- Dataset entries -

- - -

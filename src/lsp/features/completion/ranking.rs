//! Filtering and ranking of native completion candidates
//!
//! The search token is the last whitespace-delimited word of the line up to
//! the cursor, upper-cased. Filtering depends on how many words precede it:
//!
//! - Prefix mode (the token is the only word): the native name must start
//!   with the token.
//! - Sub-word mode (other words precede it): some `_`-separated sub-word of
//!   the name must start with the token.
//!
//! Score (higher is better):
//! 1. +100 for every sub-word that starts with the token
//! 2. Greedy left-to-right subsequence scan of the token's characters: a hit
//!    directly after the previous hit extends the run and adds `run * 10`; a
//!    hit further away resets the run and adds 1; a miss adds nothing
//!
//! Sorting is stable, so equal scores keep the candidate order.

use std::sync::Arc;

use crate::natives::NativeDescriptor;

/// How the token is matched against candidate names.
#[derive(Debug, Clone, Copy, PartialEq, Eq)]
pub enum MatchMode {
    Prefix,
    SubWord,
}

/// Normalized search input.
#[derive(Debug, Clone, PartialEq, Eq)]
pub struct SearchQuery {
    pub token: String,
    pub mode: MatchMode,
}

impl SearchQuery {
    pub fn new(token: impl Into<String>, mode: MatchMode) -> Self {
        Self {
            token: token.into().to_uppercase(),
            mode,
        }
    }

    /// Build the query from the text between line start and cursor.
    pub fn from_line_prefix(prefix: &str) -> Self {
        let words: Vec<&str> = prefix.split_whitespace().collect();
        let token = words.last().copied().unwrap_or("");
        let mode = if words.len() <= 1 {
            MatchMode::Prefix
        } else {
            MatchMode::SubWord
        };
        Self::new(token, mode)
    }

    /// Filter predicate on an upper-cased name.
    pub fn matches(&self, name: &str) -> bool {
        match self.mode {
            MatchMode::Prefix => name.starts_with(&self.token),
            MatchMode::SubWord => name.split('_').any(|word| word.starts_with(&self.token)),
        }
    }
}

/// A candidate that passed the filter, with its score.
#[derive(Debug, Clone)]
pub struct ScoredMatch {
    pub native: Arc<NativeDescriptor>,
    pub score: u32,
}

/// Score an upper-cased `name` against an upper-cased `token`.
pub fn match_score(name: &str, token: &str) -> u32 {
    let sub_words = name.split('_').filter(|word| word.starts_with(token)).count() as u32;
    let mut score = sub_words * 100;

    let name: Vec<char> = name.chars().collect();
    let mut run = 0;
    let mut next = 0;
    for wanted in token.chars() {
        let Some(offset) = name.get(next..).and_then(|rest| rest.iter().position(|c| *c == wanted))
        else {
            continue;
        };
        if offset == 0 {
            run += 1;
            score += run * 10;
        } else {
            run = 0;
            score += 1;
        }
        next += offset + 1;
    }

    score
}

/// Filter `candidates` by `query` and order them best first.
///
/// # Arguments
/// * `candidates` - Natives visible to the document
/// * `query` - Token and match mode
/// * `max_results` - Optional cap applied after sorting
///
/// # Returns
/// Matches sorted by descending score
pub fn rank(
    candidates: &[Arc<NativeDescriptor>],
    query: &SearchQuery,
    max_results: Option<usize>,
) -> Vec<ScoredMatch> {
    let mut matches: Vec<ScoredMatch> = candidates
        .iter()
        .filter_map(|native| {
            let name = native.name.to_uppercase();
            query.matches(&name).then(|| ScoredMatch {
                native: Arc::clone(native),
                score: match_score(&name, &query.token),
            })
        })
        .collect();

    matches.sort_by(|a, b| b.score.cmp(&a.score));
    if let Some(max) = max_results {
        matches.truncate(max);
    }
    matches
}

- - -

- Activity -
Give back the records above exactly, limited to the lines between the one holding "Normalized search input." and the one holding "pub fn matches(&self, name: &str)", inclusive.

- Task result -
/// Normalized search input.
#[derive(Debug, Clone, PartialEq, Eq)]
pub struct SearchQuery {
    pub token: String,
    pub mode: MatchMode,
}

impl SearchQuery {
    pub fn new(token: impl Into<String>, mode: MatchMode) -> Self {
        Self {
            token: token.into().to_uppercase(),
            mode,
        }
    }

    /// Build the query from the text between line start and cursor.
    pub fn from_line_prefix(prefix: &str) -> Self {
        let words: Vec<&str> = prefix.split_whitespace().collect();
        let token = words.last().copied().unwrap_or("");
        let mode = if words.len() <= 1 {
            MatchMode::Prefix
        } else {
            MatchMode::SubWord
        };
        Self::new(token, mode)
    }

    /// Filter predicate on an upper-cased name.
    pub fn matches(&self, name: &str) -> bool {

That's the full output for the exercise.